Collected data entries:
________________________________________

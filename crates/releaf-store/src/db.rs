//! Connection helpers

use std::path::Path;

use rusqlite::Connection;

use crate::errors::{from_rusqlite, Result};
use crate::migrations::apply_migrations;

pub fn open<P: AsRef<Path>>(path: P) -> Result<Connection> {
    Connection::open(path).map_err(from_rusqlite)
}

pub fn open_in_memory() -> Result<Connection> {
    Connection::open_in_memory().map_err(from_rusqlite)
}

/// Enable foreign keys and WAL journaling
pub fn configure(conn: &Connection) -> Result<()> {
    conn.execute_batch("PRAGMA foreign_keys = ON; PRAGMA journal_mode = WAL;")
        .map_err(from_rusqlite)
}

/// Open, configure and migrate a database file in one step
pub fn open_migrated<P: AsRef<Path>>(path: P) -> Result<Connection> {
    let mut conn = open(path)?;
    configure(&conn)?;
    apply_migrations(&mut conn)?;
    Ok(conn)
}
use std::collections::BTreeSet;
use std::time::Instant;

use chrono::{DateTime, Utc};
use serde_json::{Map, Value};

use super::tree::Tree;
use crate::errors::Result;
use crate::model::{slugify, ContentId, ContentObject, Node, NodeId};
use crate::registry::{ContentTypeRegistration, ID_ATTRIBUTE};
use crate::rules::validation;
use crate::{log_op_end, log_op_error, log_op_start};

/// Input of the node factory
#[derive(Debug, Clone, PartialEq)]
pub struct NewNode {
    pub name: String,
    /// Derived from the (collision-free) name when absent or blank
    pub slug: Option<String>,
    pub parent_id: Option<NodeId>,
    pub content_type: Option<String>,
    pub locale: Option<String>,
    pub active: bool,
    /// Mass-assigned onto the content object; filtered by settable attributes
    pub content_attributes: Map<String, Value>,
}

impl NewNode {
    pub fn new(name: impl Into<String>, content_type: impl Into<String>) -> Self {
        Self {
            name: name.into(),
            slug: None,
            parent_id: None,
            content_type: Some(content_type.into()),
            locale: None,
            active: true,
            content_attributes: Map::new(),
        }
    }

    pub fn under(mut self, parent_id: NodeId) -> Self {
        self.parent_id = Some(parent_id);
        self
    }

    pub fn with_slug(mut self, slug: impl Into<String>) -> Self {
        self.slug = Some(slug.into());
        self
    }

    pub fn with_locale(mut self, locale: impl Into<String>) -> Self {
        self.locale = Some(locale.into());
        self
    }

    pub fn inactive(mut self) -> Self {
        self.active = false;
        self
    }

    pub fn with_attribute(mut self, name: impl Into<String>, value: impl Into<Value>) -> Self {
        self.content_attributes.insert(name.into(), value.into());
        self
    }
}

/// Attribute edits of an existing node; `None` leaves a field unchanged
#[derive(Debug, Clone, Default, PartialEq)]
pub struct NodeChanges {
    pub name: Option<String>,
    pub slug: Option<String>,
    /// `Some(None)` clears the own locale so it is inherited again
    pub locale: Option<Option<String>>,
    pub active: Option<bool>,
    pub content_attributes: Option<Map<String, Value>>,
}

impl NodeChanges {
    pub fn is_empty(&self) -> bool {
        self.name.is_none()
            && self.slug.is_none()
            && self.locale.is_none()
            && self.active.is_none()
            && self.content_attributes.is_none()
    }
}

/// What a destroy removed
#[derive(Debug, Clone, Default, PartialEq, Eq)]
pub struct DestroyOutcome {
    /// The destroyed node first, then its descendants in preorder
    pub removed_nodes: Vec<NodeId>,
    pub removed_contents: Vec<(String, ContentId)>,
}

/// Create a node, and its content object for record types
///
/// The name gets a `(n)` suffix when a sibling already carries it.
///
/// # Errors
///
/// `Validation` with every failed field; the tree is left unchanged.
pub fn create_node(tree: &mut Tree, new: NewNode) -> Result<NodeId> {
    log_op_start!("node_create", content_type = new.content_type.as_deref());
    let start = Instant::now();

    let result = tree
        .transaction(|t| create_node_in(t, new, Utc::now()))
        .map_err(|e| {
            log_op_error!(
                "node_create",
                e.clone(),
                duration_ms = start.elapsed().as_millis() as u64
            );
            e
        })?;

    log_op_end!(
        "node_create",
        duration_ms = start.elapsed().as_millis() as u64,
        node_id = result.get()
    );
    Ok(result)
}

fn create_node_in(tree: &mut Tree, new: NewNode, now: DateTime<Utc>) -> Result<NodeId> {
    let id = tree.allocate_node_id();
    let mut node = Node::new(id, new.name);
    node.parent_id = new.parent_id;
    node.content_type = non_blank(new.content_type);
    node.locale = non_blank(new.locale);
    node.active = new.active;
    node.created_at = now;
    node.updated_at = now;

    maintain_name(tree, &mut node);
    node.slug = non_blank(new.slug).unwrap_or_else(|| slugify(&node.name));

    validation::validate_node(tree, &node).into_result()?;

    let schema = tree.schema().clone();
    match schema.registry.resolve(node.content_type.as_deref()) {
        Some(registration) if registration.is_record() => {
            let attributes = settable_attributes(registration, new.content_attributes);
            let content_id = tree.allocate_content_id();
            let mut content = ContentObject::new(content_id, registration.type_name(), attributes);
            content.created_at = now;
            content.updated_at = now;
            tree.insert_content(content);
            node.content_id = Some(content_id);
        }
        _ if !new.content_attributes.is_empty() => {
            tracing::debug!(
                content_type = node.content_type.as_deref(),
                "content attributes ignored, type has no content object"
            );
        }
        _ => {}
    }

    let id = tree.insert_as_last_child(node)?;
    tree.touch(now);
    Ok(id)
}

/// Edit a node's attributes and its content object's attributes
///
/// The content type and position are not editable here; structure
/// changes go through `move_to`.
///
/// # Errors
///
/// `NodeNotFound` or `Validation`.
pub fn update_node(tree: &mut Tree, node_id: NodeId, changes: NodeChanges) -> Result<()> {
    log_op_start!("node_update", node_id = node_id.get());
    let start = Instant::now();

    tree.transaction(|t| update_node_in(t, node_id, changes, Utc::now()))
        .map_err(|e| {
            log_op_error!(
                "node_update",
                e.clone(),
                duration_ms = start.elapsed().as_millis() as u64
            );
            e
        })?;

    log_op_end!(
        "node_update",
        duration_ms = start.elapsed().as_millis() as u64,
        node_id = node_id.get()
    );
    Ok(())
}

fn update_node_in(
    tree: &mut Tree,
    node_id: NodeId,
    changes: NodeChanges,
    now: DateTime<Utc>,
) -> Result<()> {
    let mut node = tree.get(node_id)?.clone();
    if changes.is_empty() {
        return Ok(());
    }

    if let Some(name) = changes.name {
        node.name = name;
    }
    if let Some(slug) = changes.slug {
        node.slug = slug;
    }
    if let Some(locale) = changes.locale {
        node.locale = non_blank(locale);
    }
    if let Some(active) = changes.active {
        node.active = active;
    }
    node.updated_at = now;

    validation::validate_node(tree, &node).into_result()?;

    if let Some(attributes) = changes.content_attributes {
        let schema = tree.schema().clone();
        if let Some(registration) = schema
            .registry
            .resolve(node.content_type.as_deref())
            .filter(|r| r.is_record())
        {
            let attributes = settable_attributes(registration, attributes);
            match node.content_id.and_then(|id| tree.content_mut(id)) {
                Some(content) => {
                    content.attributes.extend(attributes);
                    content.updated_at = now;
                }
                None => {
                    // record-typed node without its object: recreate it
                    let content_id = tree.allocate_content_id();
                    let mut content =
                        ContentObject::new(content_id, registration.type_name(), attributes);
                    content.created_at = now;
                    content.updated_at = now;
                    tree.insert_content(content);
                    node.content_id = Some(content_id);
                }
            }
        }
    }

    *tree.node_mut(node_id)? = node;
    tree.touch(now);
    Ok(())
}

/// Destroy a node with its subtree
///
/// Content objects are deleted for nodes whose type resolves to a record
/// type. An unresolvable type or an already missing content object is
/// skipped; each node row is removed exactly once.
///
/// # Errors
///
/// `NodeNotFound` if the node doesn't exist.
pub fn destroy_node(tree: &mut Tree, node_id: NodeId) -> Result<DestroyOutcome> {
    log_op_start!("node_destroy", node_id = node_id.get());
    let start = Instant::now();

    let outcome = tree
        .transaction(|t| destroy_node_in(t, node_id, Utc::now()))
        .map_err(|e| {
            log_op_error!(
                "node_destroy",
                e.clone(),
                duration_ms = start.elapsed().as_millis() as u64
            );
            e
        })?;

    log_op_end!(
        "node_destroy",
        duration_ms = start.elapsed().as_millis() as u64,
        node_id = node_id.get(),
        node_count = outcome.removed_nodes.len()
    );
    Ok(outcome)
}

fn destroy_node_in(tree: &mut Tree, node_id: NodeId, now: DateTime<Utc>) -> Result<DestroyOutcome> {
    let schema = tree.schema().clone();
    let removed = tree.remove_subtree(node_id)?;

    let mut outcome = DestroyOutcome::default();
    for node in removed {
        outcome.removed_nodes.push(node.id);

        let registration = schema
            .registry
            .resolve(node.content_type.as_deref())
            .filter(|r| r.is_record());
        let (Some(registration), Some(content_id)) = (registration, node.content_id) else {
            tracing::debug!(
                node_id = node.id.get(),
                content_type = node.content_type.as_deref(),
                "no resolvable content object to delete"
            );
            continue;
        };
        match tree.remove_content(content_id) {
            Some(_) => outcome
                .removed_contents
                .push((registration.type_name().to_string(), content_id)),
            None => tracing::debug!(
                node_id = node.id.get(),
                content_id = content_id.0,
                "content object already gone"
            ),
        }
    }

    tree.touch(now);
    Ok(outcome)
}

/// Give `node` a name no sibling carries, appending `(n)` with the
/// smallest free `n`
///
/// An existing `(n)` suffix is stripped first, so "Test node(1)" colliding
/// again becomes "Test node(2)" rather than "Test node(1)(1)".
pub fn maintain_name(tree: &Tree, node: &mut Node) {
    let siblings = tree.siblings(node.parent_id, Some(node.id));
    let taken: BTreeSet<&str> = siblings.iter().map(|n| n.name.as_str()).collect();
    if !taken.contains(node.name.as_str()) {
        return;
    }

    let base = base_name(&node.name).to_string();
    let mut n = 1u32;
    loop {
        let candidate = format!("{}({})", base, n);
        if !taken.contains(candidate.as_str()) {
            node.name = candidate;
            return;
        }
        n += 1;
    }
}

/// Name without a trailing `(digits)` suffix
fn base_name(name: &str) -> &str {
    let Some(inner) = name.strip_suffix(')') else {
        return name;
    };
    match inner.rfind('(') {
        Some(open)
            if open + 1 < inner.len() && inner[open + 1..].bytes().all(|b| b.is_ascii_digit()) =>
        {
            &name[..open]
        }
        _ => name,
    }
}

/// Keep the type's settable attributes; `id` is never taken from input
pub(crate) fn settable_attributes(
    registration: &ContentTypeRegistration,
    attributes: Map<String, Value>,
) -> Map<String, Value> {
    attributes
        .into_iter()
        .filter(|(key, _)| {
            let keep = key != ID_ATTRIBUTE && registration.is_settable(key);
            if !keep {
                tracing::debug!(
                    content_type = registration.type_name(),
                    attribute = key.as_str(),
                    "attribute not settable, dropped"
                );
            }
            keep
        })
        .collect()
}

fn non_blank(value: Option<String>) -> Option<String> {
    value.and_then(|v| {
        let trimmed = v.trim();
        (!trimmed.is_empty()).then(|| trimmed.to_string())
    })
}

________________________________________

■ Your assignment
Lines from the top of the entries above to the line that contains "and WAL journaling" should be set down exactly, please, with both ends kept and nothing added.

■ Written solution
filename crates/releaf-store/src/db.rs
//! Connection helpers

use std::path::Path;

use rusqlite::Connection;

use crate::errors::{from_rusqlite, Result};
use crate::migrations::apply_migrations;

pub fn open<P: AsRef<Path>>(path: P) -> Result<Connection> {
    Connection::open(path).map_err(from_rusqlite)
}

pub fn open_in_memory() -> Result<Connection> {
    Connection::open_in_memory().map_err(from_rusqlite)
}

/// Enable foreign keys and WAL journaling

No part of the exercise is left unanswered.